JS_DLOADER.FIS

This JavaScript has received attention from independent media sources and/or other security firms.

To get a one-glance comprehensive view of the behavior of this Trojan, refer to the Threat Diagram shown below.

This Trojan may be unknowingly downloaded by a user while visiting malicious websites. It may be hosted on a website and run when a user accesses the said website.

It connects to certain URLs. It may do this to remotely inform a malicious user of its installation. It may also do this to download possibly malicious files onto the computer, which puts the computer at a greater risk of infection by other threats. It executes the downloaded files. As a result, malicious routines of the downloaded files are exhibited on the affected system.

Arrival Details

This Trojan may be unknowingly downloaded by a user while visiting malicious websites.

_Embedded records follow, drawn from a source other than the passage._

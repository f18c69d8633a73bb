//! Forwarding sessions: one accepted client relayed to one dialed
//! destination.
//!
//! A session dials the rule's destination (bound to the rule's via address),
//! registers itself, then polls two copy loops concurrently inside its own
//! task. Whichever loop finishes first ends the session: the other loop is
//! dropped mid-flight and both sockets are closed. Each loop owns its buffer
//! and borrows one half of each socket, so nothing on this path takes a
//! lock.

use super::policy::Admission;
use crate::registry::ConnectionRegistry;
use crate::reporter::ErrorReporter;
use crate::settings::RelayTuning;
use hft_core::ForwardingRule;
use std::fmt;
use std::io;
use std::net::SocketAddr;
use std::sync::Arc;
use std::time::Duration;
use tokio::io::{AsyncRead, AsyncReadExt, AsyncWrite, AsyncWriteExt};
use tokio::net::{TcpSocket, TcpStream};
use tokio_util::sync::CancellationToken;
use tracing::{debug, info};

/// Direction of one copy loop.
#[derive(Debug, Clone, Copy, PartialEq, Eq)]
pub enum Direction {
    /// Client to destination.
    Upstream,
    /// Destination to client.
    Downstream,
}

impl fmt::Display for Direction {
    fn fmt(&self, f: &mut fmt::Formatter<'_>) -> fmt::Result {
        match self {
            Direction::Upstream => f.write_str("client->destination"),
            Direction::Downstream => f.write_str("destination->client"),
        }
    }
}

/// Why a copy loop stopped without an I/O error.
#[derive(Debug, Clone, Copy, PartialEq, Eq)]
pub enum PumpEnd {
    /// The source reached end of stream. `bytes` were copied in total.
    Eof { bytes: u64 },
    /// The scope was cancelled after `bytes` were copied. A read that was
    /// in flight is dropped; a write in flight may be partial.
    Cancelled { bytes: u64 },
}

/// How a session ended.
#[derive(Debug, Clone, Copy, PartialEq, Eq)]
pub enum SessionEnd {
    /// The destination could not be reached; no relay was opened.
    DialFailed,
    /// The session's scope was cancelled, while dialing or while relaying.
    Cancelled,
    /// The source of `Direction` closed cleanly.
    Closed(Direction),
    /// An I/O error in `Direction` tore the session down.
    Failed(Direction),
}

/// One accepted client waiting to be relayed.
///
/// Built by the listener right after accept and consumed by
/// [`run`](Self::run) on its own task. The session is registered in the
/// [`ConnectionRegistry`] only once the destination answers, so a failed
/// dial never shows up as a live session.
pub struct ForwardingSession {
    inbound: TcpStream,
    peer: SocketAddr,
    rule: Arc<ForwardingRule>,
    scope: CancellationToken,
    registry: Arc<ConnectionRegistry>,
    reporter: Arc<ErrorReporter>,
    tuning: RelayTuning,
    admission: Admission,
}

impl ForwardingSession {
    /// # Arguments
    ///
    /// * `inbound` - The accepted client socket, Nagle already disabled.
    /// * `peer` - The client's address, for logs and the session record.
    /// * `rule` - Rule the client connected through.
    /// * `scope` - Session-level token; normally a child of the rule's
    ///   scope, so stopping the rule stops the session but not vice versa.
    /// * `admission` - Slot from the rule's admission control, held until
    ///   the session ends.
    pub fn new(
        inbound: TcpStream,
        peer: SocketAddr,
        rule: Arc<ForwardingRule>,
        scope: CancellationToken,
        registry: Arc<ConnectionRegistry>,
        reporter: Arc<ErrorReporter>,
        tuning: RelayTuning,
        admission: Admission,
    ) -> Self {
        Self {
            inbound,
            peer,
            rule,
            scope,
            registry,
            reporter,
            tuning,
            admission,
        }
    }

    /// Dial, relay until either side ends, then tear everything down.
    ///
    /// Dial and relay errors go to the [`ErrorReporter`]; the outcome is the
    /// returned [`SessionEnd`]. Both sockets are closed and the session is
    /// unregistered before this returns.
    pub async fn run(self) -> SessionEnd {
        let Self {
            inbound,
            peer,
            rule,
            scope,
            registry,
            reporter,
            tuning,
            admission: _admission,
        } = self;

        let outbound = tokio::select! {
            biased;
            _ = scope.cancelled() => {
                debug!(port = rule.listening_port, peer = %peer, "session cancelled while dialing");
                return SessionEnd::Cancelled;
            }
            result = dial(&rule, tuning.connect_timeout) => match result {
                Ok(stream) => stream,
                Err(e) => {
                    reporter.report(
                        "ForwardingSession::dial",
                        format!("{} via {}: {e}", rule.destination, rule.via),
                    );
                    return SessionEnd::DialFailed;
                }
            }
        };

        let guard = registry.open_session(rule.clone(), peer);
        info!(
            session = guard.id(),
            port = rule.listening_port,
            peer = %peer,
            dest = %rule.destination,
            "session started"
        );

        let end = match relay(inbound, outbound, tuning.buffer_size, &scope).await {
            (direction, Ok(PumpEnd::Eof { bytes })) => {
                debug!(session = guard.id(), %direction, bytes, "source closed");
                SessionEnd::Closed(direction)
            }
            (_, Ok(PumpEnd::Cancelled { .. })) => SessionEnd::Cancelled,
            (direction, Err(e)) => {
                reporter.report(
                    "ForwardingSession::relay",
                    format!("session {} on :{} ({direction}): {e}", guard.id(), rule.listening_port),
                );
                SessionEnd::Failed(direction)
            }
        };

        info!(session = guard.id(), port = rule.listening_port, end = ?end, "session stopped");
        end
    }
}

/// Connect to the rule's destination, from the rule's via address when one
/// is set, with Nagle disabled.
///
/// # Arguments
///
/// * `rule` - Supplies the destination and the via address. A via of
///   `0.0.0.0` leaves the source address to the OS.
/// * `timeout` - Upper bound on the TCP handshake.
///
/// # Errors
///
/// - `InvalidInput` when via and destination are different address
///   families.
/// - `TimedOut` when the handshake does not finish within `timeout`.
/// - Any socket, bind or connect error from the OS, e.g. `AddrNotAvailable`
///   for a via address this host does not own.
pub async fn dial(rule: &ForwardingRule, timeout: Duration) -> io::Result<TcpStream> {
    let dest = rule.destination;
    let socket = if dest.is_ipv4() {
        TcpSocket::new_v4()?
    } else {
        TcpSocket::new_v6()?
    };

    if rule.binds_source() {
        if rule.via.is_ipv4() != dest.is_ipv4() {
            return Err(io::Error::new(
                io::ErrorKind::InvalidInput,
                format!("via {} and destination {dest} are different address families", rule.via),
            ));
        }
        socket.bind(SocketAddr::new(rule.via, 0))?;
    }

    let stream = tokio::time::timeout(timeout, socket.connect(dest))
        .await
        .map_err(|_| {
            io::Error::new(
                io::ErrorKind::TimedOut,
                format!("connect to {dest} timed out after {}ms", timeout.as_millis()),
            )
        })??;
    stream.set_nodelay(true)?;
    Ok(stream)
}

/// Run both copy loops until the first one finishes. Both sockets are
/// closed when this returns.
async fn relay(
    mut inbound: TcpStream,
    mut outbound: TcpStream,
    buffer_size: usize,
    scope: &CancellationToken,
) -> (Direction, io::Result<PumpEnd>) {
    let (mut client_rx, mut client_tx) = inbound.split();
    let (mut dest_rx, mut dest_tx) = outbound.split();

    tokio::select! {
        result = pump(&mut client_rx, &mut dest_tx, buffer_size, scope) => (Direction::Upstream, result),
        result = pump(&mut dest_rx, &mut client_tx, buffer_size, scope) => (Direction::Downstream, result),
    }
}

/// Copy `src` into `dst` until end of stream, cancellation or an I/O error.
///
/// Each read is written out in full before the next read, so bytes leave in
/// exactly the order and amount they arrived.
///
/// # Arguments
///
/// * `buffer_size` - Size of the single read buffer; `0` is treated as `1`.
/// * `scope` - Checked before every read and raced against every read and
///   write.
///
/// # Errors
///
/// The first read or write error. Bytes copied before it are not reported.
pub async fn pump<R, W>(
    src: &mut R,
    dst: &mut W,
    buffer_size: usize,
    scope: &CancellationToken,
) -> io::Result<PumpEnd>
where
    R: AsyncRead + Unpin + ?Sized,
    W: AsyncWrite + Unpin + ?Sized,
{
    let mut buf = vec![0u8; buffer_size.max(1)];
    let mut bytes: u64 = 0;

    loop {
        if scope.is_cancelled() {
            return Ok(PumpEnd::Cancelled { bytes });
        }

        let n = tokio::select! {
            biased;
            _ = scope.cancelled() => return Ok(PumpEnd::Cancelled { bytes }),
            result = src.read(&mut buf) => result?,
        };
        if n == 0 {
            return Ok(PumpEnd::Eof { bytes });
        }

        tokio::select! {
            biased;
            _ = scope.cancelled() => return Ok(PumpEnd::Cancelled { bytes }),
            result = dst.write_all(&buf[..n]) => result?,
        }
        bytes += n as u64;
    }
}

#[cfg(test)]
mod tests {
    use super::*;
    use crate::gateway::policy::AdmissionControl;
    use crate::test_support::{closed_port, spawn_echo_server};
    use tokio::net::TcpListener;

    fn pattern(len: usize) -> Vec<u8> {
        (0..len).map(|i| (i * 31 % 251) as u8).collect()
    }

    fn rule_to(dest: SocketAddr, via: &str) -> Arc<ForwardingRule> {
        Arc::new(ForwardingRule::new(40000, dest, via.parse().unwrap(), "test").unwrap())
    }

    /// Accept one client on a fresh loopback listener and return both ends.
    async fn client_pair() -> (TcpStream, TcpStream, SocketAddr) {
        let listener = TcpListener::bind("127.0.0.1:0").await.unwrap();
        let addr = listener.local_addr().unwrap();
        let client = TcpStream::connect(addr).await.unwrap();
        let (accepted, peer) = listener.accept().await.unwrap();
        (client, accepted, peer)
    }

    #[tokio::test]
    async fn pump_preserves_bytes_for_any_buffer_size() {
        let data = pattern(100_000);
        for size in [1, 7, 1024, 8192, 65536] {
            let mut src: &[u8] = &data;
            let mut dst: Vec<u8> = Vec::new();
            let end = pump(&mut src, &mut dst, size, &CancellationToken::new()).await.unwrap();
            assert_eq!(end, PumpEnd::Eof { bytes: data.len() as u64 });
            assert_eq!(dst, data, "buffer size {size} altered the stream");
        }
    }

    #[tokio::test]
    async fn pump_stops_on_cancel_while_blocked() {
        // The far end of the duplex never writes, so the read blocks.
        let (mut src, _keep_open) = tokio::io::duplex(64);
        let mut dst: Vec<u8> = Vec::new();
        let scope = CancellationToken::new();

        let canceller = scope.clone();
        tokio::spawn(async move {
            tokio::time::sleep(Duration::from_millis(50)).await;
            canceller.cancel();
        });

        let end = tokio::time::timeout(Duration::from_secs(2), pump(&mut src, &mut dst, 16, &scope))
            .await
            .expect("pump did not observe cancellation")
            .unwrap();
        assert_eq!(end, PumpEnd::Cancelled { bytes: 0 });
    }

    #[tokio::test]
    async fn session_relays_and_unregisters_on_client_close() {
        let echo = spawn_echo_server().await;
        let registry = Arc::new(ConnectionRegistry::new());
        let reporter = Arc::new(ErrorReporter::new());
        let (mut client, accepted, peer) = client_pair().await;

        let session = ForwardingSession::new(
            accepted,
            peer,
            rule_to(echo, "127.0.0.1"),
            CancellationToken::new(),
            registry.clone(),
            reporter.clone(),
            RelayTuning::default(),
            AdmissionControl::unbounded().admit().unwrap(),
        );
        let task = tokio::spawn(session.run());

        let payload = pattern(10_000);
        client.write_all(&payload).await.unwrap();
        let mut echoed = vec![0u8; payload.len()];
        client.read_exact(&mut echoed).await.unwrap();
        assert_eq!(echoed, payload);
        assert_eq!(registry.session_count(), 1);

        drop(client);
        let end = tokio::time::timeout(Duration::from_secs(5), task).await.unwrap().unwrap();
        assert_eq!(end, SessionEnd::Closed(Direction::Upstream));
        assert_eq!(registry.session_count(), 0);
        assert_eq!(reporter.uncleared(), 0);
    }

    #[tokio::test]
    async fn dial_failure_is_reported_and_never_registered() {
        let registry = Arc::new(ConnectionRegistry::new());
        let reporter = Arc::new(ErrorReporter::new());
        let mut events = registry.subscribe();
        let (mut client, accepted, peer) = client_pair().await;

        let session = ForwardingSession::new(
            accepted,
            peer,
            rule_to(closed_port(), "127.0.0.1"),
            CancellationToken::new(),
            registry.clone(),
            reporter.clone(),
            RelayTuning::default(),
            AdmissionControl::unbounded().admit().unwrap(),
        );
        assert_eq!(session.run().await, SessionEnd::DialFailed);
        assert_eq!(reporter.uncleared(), 1);
        assert!(events.try_recv().is_err());

        // The client socket was closed with the session.
        let mut buf = [0u8; 1];
        let n = client.read(&mut buf).await.unwrap_or(0);
        assert_eq!(n, 0);
    }

    #[tokio::test]
    async fn cancelled_session_closes_client() {
        let echo = spawn_echo_server().await;
        let registry = Arc::new(ConnectionRegistry::new());
        let reporter = Arc::new(ErrorReporter::new());
        let (mut client, accepted, peer) = client_pair().await;
        let scope = CancellationToken::new();

        let session = ForwardingSession::new(
            accepted,
            peer,
            rule_to(echo, "0.0.0.0"),
            scope.clone(),
            registry.clone(),
            reporter,
            RelayTuning::default(),
            AdmissionControl::unbounded().admit().unwrap(),
        );
        let task = tokio::spawn(session.run());

        client.write_all(b"ping").await.unwrap();
        let mut buf = [0u8; 4];
        client.read_exact(&mut buf).await.unwrap();

        scope.cancel();
        let end = tokio::time::timeout(Duration::from_secs(5), task).await.unwrap().unwrap();
        assert_eq!(end, SessionEnd::Cancelled);
        assert_eq!(client.read(&mut buf).await.unwrap_or(0), 0);
        assert_eq!(registry.session_count(), 0);
    }

    #[tokio::test]
    async fn mismatched_via_family_fails_dial() {
        let echo = spawn_echo_server().await;
        let rule = rule_to(echo, "::1");
        let err = dial(&rule, Duration::from_secs(1)).await.unwrap_err();
        assert_eq!(err.kind(), io::ErrorKind::InvalidInput);
    }

    #[tokio::test]
    async fn dial_binds_via_address() {
        let listener = TcpListener::bind("127.0.0.1:0").await.unwrap();
        let dest = listener.local_addr().unwrap();
        let rule = rule_to(dest, "127.0.0.1");
        let stream = dial(&rule, Duration::from_secs(1)).await.unwrap();
        assert!(stream.nodelay().unwrap());
        let (_, seen) = listener.accept().await.unwrap();
        assert_eq!(seen.ip(), rule.via);
        assert_eq!(stream.local_addr().unwrap().ip(), rule.via);
    }
}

It may be hosted on a website and run when a user accesses the said website.

Download Routine

This Trojan connects to the following malicious URLs:

• http://{BLOCKED}ftpaccess.cc/demo/ad.jpg

It takes advantage of the following software vulnerabilities to download possibly malicious files:

• Microsoft Security Bulletin MS10-002

It saves the files it downloads using the following names:

• %Application Data%\a.exe - detected as TROJ_HYDRAQ.SMA

(Note: %Application Data% is the current user's Application Data folder, which is usually C:\Windows\Profiles\{user name}\Application Data on Windows 98 and ME, C:\WINNT\Profiles\{user name}\Application Data on Windows NT, and C:\Documents and Settings\{user name}\Local Settings\Application Data on Windows 2000, XP, and Server 2003.)

It then executes the downloaded files. As a result, malicious routines of the downloaded files are exhibited on the affected system.